Michels: penso che ci sia una certa sovrapposizione tra i nostri servizi, in particolare per quanto riguarda il calcolo, l’archiviazione e il networking, ma non vediamo necessariamente le nostre soluzioni come competizione per gli hyperscaler. Non ci rivolgiamo necessariamente allo stesso mercato. Per definizione, se guardiamo a cosa fanno gli hyperscaler, oltre all’infrastructure as a service offrono anche PaaS e SaaS, offrono moltissimi servizi e componenti all’interno dei rispettivi ecosistemi. Akamai non intende seguire questo approccio. Vogliamo offrire sistemi di calcolo specializzati, altamente distribuiti. Ci sono alcuni casi in cui finiremo per competere con gli hyperscaler, ma penso che attrarremo più clienti che sono interessati a realizzare applicazioni con un alto traffico in uscita, con una distribuzione molto ampia. Penso che attrarremo clienti che sono già avanti nel percorso verso il multicloud e l’adozione dell’infrastructure as code, così come clienti che non vogliono fare lift and shift delle proprie applicazioni, ma che vogliono diversificare la propria presenza nel cloud. Insomma, vedo Akamai come collegata agli hyperscaler, ma non necessariamente in competizione con essi. Riprendendo l’esempio dell’e-commerce, usano Amazon e non intendiamo far sì che ciò cambi. L’altro caso è quello in cui un hyperscaler si è reso conto che la sua infrastruttura non gestisce gli stessi casi d’uso e ha deciso di usare i nostri servizi.

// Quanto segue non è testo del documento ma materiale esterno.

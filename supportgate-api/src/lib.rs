//! Public HTTP surface and tenant-routing middleware (C4, C13).

pub mod admin;
pub mod error;
pub mod handlers;
pub mod router;
pub mod state;
pub mod tenant_router;

pub use error::ApiError;
pub use router::build_router;
pub use state::AppState;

Edge9: il nome di Linode è una parola macedonia ottenuta dall’insieme di “Linux” e “node”. L’open source è dunque una parte fondamentale della società. Qual è la posizione di Akamai sull’open source?

Michels: penso ci siano due cose da dire. La prima è che una delle ragioni che hanno portato all’acquisizione di Linode è il loro coinvolgimento nel mondo open source. È una delle cose che ci siamo impegnati a continuare post-acquisizione e non intendiamo dunque apportare cambiamenti. L’altra cosa è che credo Akamai faccia più nel mondo open source di quanto diciamo. Non ne parliamo molto, ma siamo in realtà piuttosto aperti. Nel nostro repository GitHub potete trovare una serie di progetti in cui abbiamo reso open source tecnologie sviluppate internamente. Abbiamo poi partecipato a lungo in comunità per gli standard aperti, ad esempio siamo contributori del Dash Industry Forum. Se qualcosa cambierà, sarà che cominceremo a parlare di più del nostro impegno verso l’open source dopo questa acquisizione.